Task directions
Which of the lines in the data below contain the string "kind"? Copy each of them.

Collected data
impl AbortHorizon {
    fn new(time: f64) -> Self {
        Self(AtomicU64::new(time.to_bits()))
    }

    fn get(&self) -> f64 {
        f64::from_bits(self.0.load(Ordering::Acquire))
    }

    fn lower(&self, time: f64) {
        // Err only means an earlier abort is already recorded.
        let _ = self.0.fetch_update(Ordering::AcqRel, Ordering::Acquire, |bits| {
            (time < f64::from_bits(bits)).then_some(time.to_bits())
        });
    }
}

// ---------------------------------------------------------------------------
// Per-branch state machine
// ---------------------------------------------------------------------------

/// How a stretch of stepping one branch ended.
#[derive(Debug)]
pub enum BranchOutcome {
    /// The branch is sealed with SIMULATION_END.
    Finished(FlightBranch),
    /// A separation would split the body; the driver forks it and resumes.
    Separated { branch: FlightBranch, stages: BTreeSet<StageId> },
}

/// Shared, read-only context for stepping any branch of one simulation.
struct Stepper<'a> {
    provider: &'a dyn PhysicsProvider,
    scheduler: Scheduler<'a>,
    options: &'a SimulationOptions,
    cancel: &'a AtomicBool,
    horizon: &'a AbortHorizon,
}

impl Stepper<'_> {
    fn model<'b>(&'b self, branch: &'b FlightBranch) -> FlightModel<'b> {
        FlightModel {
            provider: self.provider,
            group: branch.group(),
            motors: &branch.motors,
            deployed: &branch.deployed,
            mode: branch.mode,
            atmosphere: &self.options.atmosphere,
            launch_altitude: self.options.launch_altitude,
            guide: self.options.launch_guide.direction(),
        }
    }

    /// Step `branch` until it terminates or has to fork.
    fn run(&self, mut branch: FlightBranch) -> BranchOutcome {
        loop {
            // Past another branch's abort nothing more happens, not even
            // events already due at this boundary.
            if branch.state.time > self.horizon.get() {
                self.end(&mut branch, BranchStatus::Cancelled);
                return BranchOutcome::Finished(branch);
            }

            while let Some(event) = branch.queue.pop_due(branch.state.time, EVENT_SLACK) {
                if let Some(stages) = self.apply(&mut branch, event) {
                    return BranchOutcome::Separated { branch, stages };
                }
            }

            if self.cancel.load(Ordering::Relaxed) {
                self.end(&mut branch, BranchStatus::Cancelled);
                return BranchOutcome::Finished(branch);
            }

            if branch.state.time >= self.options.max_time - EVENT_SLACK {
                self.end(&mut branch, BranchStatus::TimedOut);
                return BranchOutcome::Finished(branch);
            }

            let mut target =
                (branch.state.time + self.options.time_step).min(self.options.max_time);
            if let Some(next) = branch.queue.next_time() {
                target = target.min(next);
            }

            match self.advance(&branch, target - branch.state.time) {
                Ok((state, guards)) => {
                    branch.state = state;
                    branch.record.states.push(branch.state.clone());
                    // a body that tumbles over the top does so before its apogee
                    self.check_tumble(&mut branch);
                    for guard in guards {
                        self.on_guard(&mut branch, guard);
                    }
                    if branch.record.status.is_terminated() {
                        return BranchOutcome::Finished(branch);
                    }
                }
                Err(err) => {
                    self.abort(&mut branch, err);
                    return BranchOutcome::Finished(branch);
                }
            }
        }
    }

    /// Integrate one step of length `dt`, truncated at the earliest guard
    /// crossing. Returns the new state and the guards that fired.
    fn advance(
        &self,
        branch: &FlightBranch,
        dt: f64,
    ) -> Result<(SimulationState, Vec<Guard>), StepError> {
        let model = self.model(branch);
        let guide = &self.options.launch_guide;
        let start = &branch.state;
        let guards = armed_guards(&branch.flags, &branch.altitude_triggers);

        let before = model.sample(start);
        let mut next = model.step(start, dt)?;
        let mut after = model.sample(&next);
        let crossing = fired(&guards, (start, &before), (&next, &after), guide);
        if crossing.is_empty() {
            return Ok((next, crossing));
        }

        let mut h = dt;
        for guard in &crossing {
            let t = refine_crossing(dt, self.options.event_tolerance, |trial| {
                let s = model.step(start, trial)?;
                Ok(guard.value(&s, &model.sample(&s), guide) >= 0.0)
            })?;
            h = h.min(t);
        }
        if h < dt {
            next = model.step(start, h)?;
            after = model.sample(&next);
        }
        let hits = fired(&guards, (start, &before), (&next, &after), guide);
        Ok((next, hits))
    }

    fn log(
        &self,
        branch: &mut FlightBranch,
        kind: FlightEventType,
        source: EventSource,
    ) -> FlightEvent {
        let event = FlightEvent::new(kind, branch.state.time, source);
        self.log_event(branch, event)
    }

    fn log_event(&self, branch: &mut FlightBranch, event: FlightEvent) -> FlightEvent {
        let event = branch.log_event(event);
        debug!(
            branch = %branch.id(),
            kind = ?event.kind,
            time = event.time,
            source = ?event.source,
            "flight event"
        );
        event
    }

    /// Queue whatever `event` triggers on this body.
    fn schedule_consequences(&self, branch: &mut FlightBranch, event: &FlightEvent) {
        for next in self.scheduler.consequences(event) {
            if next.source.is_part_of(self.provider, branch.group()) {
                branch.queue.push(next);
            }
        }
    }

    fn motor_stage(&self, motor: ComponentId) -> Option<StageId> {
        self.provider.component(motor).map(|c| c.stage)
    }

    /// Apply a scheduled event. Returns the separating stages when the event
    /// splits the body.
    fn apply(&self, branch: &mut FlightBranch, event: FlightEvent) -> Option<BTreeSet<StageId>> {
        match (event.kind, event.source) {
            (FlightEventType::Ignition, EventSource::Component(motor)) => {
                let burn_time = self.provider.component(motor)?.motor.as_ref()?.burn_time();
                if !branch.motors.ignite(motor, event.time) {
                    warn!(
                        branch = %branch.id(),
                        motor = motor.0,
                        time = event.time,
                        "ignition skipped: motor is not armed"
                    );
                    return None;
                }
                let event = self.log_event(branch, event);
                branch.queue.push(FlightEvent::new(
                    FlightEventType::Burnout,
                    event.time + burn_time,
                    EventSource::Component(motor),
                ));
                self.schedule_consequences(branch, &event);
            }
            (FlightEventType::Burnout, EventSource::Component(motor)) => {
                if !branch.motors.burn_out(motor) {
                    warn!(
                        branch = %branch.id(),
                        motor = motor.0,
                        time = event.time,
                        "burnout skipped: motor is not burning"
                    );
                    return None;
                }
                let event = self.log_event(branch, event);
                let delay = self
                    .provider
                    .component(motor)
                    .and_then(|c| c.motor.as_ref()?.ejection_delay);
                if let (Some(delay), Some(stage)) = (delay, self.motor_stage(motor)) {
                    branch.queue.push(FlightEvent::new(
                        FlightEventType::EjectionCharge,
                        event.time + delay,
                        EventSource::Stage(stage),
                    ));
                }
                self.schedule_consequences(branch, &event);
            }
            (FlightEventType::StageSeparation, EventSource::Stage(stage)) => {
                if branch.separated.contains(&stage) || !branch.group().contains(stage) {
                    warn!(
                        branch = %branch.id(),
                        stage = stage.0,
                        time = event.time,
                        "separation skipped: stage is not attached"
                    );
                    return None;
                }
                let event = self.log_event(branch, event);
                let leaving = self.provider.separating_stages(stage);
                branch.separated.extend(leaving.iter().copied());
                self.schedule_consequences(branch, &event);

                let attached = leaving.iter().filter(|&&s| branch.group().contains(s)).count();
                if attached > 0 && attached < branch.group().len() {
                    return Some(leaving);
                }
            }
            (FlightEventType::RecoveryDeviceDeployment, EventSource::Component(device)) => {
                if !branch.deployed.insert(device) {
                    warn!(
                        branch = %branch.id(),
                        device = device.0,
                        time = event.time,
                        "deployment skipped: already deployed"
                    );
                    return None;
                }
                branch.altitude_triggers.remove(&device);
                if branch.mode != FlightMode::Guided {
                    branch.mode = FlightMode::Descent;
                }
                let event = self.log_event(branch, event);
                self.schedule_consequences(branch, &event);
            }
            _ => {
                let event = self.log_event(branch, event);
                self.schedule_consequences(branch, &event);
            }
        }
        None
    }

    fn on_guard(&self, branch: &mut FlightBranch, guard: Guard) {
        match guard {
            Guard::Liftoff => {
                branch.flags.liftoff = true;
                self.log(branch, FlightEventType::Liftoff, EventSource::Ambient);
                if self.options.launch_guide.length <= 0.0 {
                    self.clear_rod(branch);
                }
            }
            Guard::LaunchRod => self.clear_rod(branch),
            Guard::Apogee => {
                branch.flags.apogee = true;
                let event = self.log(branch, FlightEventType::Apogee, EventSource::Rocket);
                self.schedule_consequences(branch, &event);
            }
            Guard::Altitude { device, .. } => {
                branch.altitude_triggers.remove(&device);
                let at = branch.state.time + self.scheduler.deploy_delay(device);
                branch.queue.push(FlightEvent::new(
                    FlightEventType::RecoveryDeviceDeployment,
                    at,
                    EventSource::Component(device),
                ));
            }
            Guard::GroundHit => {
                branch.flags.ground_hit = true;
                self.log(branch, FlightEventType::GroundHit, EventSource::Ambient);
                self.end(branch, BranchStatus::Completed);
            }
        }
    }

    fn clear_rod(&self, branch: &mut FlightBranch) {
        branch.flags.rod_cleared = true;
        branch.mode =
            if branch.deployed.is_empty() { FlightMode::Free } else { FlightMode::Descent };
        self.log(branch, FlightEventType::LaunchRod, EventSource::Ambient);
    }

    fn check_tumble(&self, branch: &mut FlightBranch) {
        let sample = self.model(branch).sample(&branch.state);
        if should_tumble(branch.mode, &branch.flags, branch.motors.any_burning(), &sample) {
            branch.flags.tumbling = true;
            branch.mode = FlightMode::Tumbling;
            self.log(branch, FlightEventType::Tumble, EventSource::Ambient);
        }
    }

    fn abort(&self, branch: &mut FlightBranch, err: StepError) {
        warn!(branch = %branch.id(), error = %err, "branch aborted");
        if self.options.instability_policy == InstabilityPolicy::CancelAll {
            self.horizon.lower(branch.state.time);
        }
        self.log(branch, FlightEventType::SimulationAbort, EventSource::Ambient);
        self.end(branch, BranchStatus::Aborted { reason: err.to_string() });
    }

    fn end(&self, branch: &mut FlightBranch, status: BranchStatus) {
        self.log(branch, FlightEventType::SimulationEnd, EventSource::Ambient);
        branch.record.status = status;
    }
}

Response to this task
        kind: FlightEventType,
        let event = FlightEvent::new(kind, branch.state.time, source);
            kind = ?event.kind,
        match (event.kind, event.source) {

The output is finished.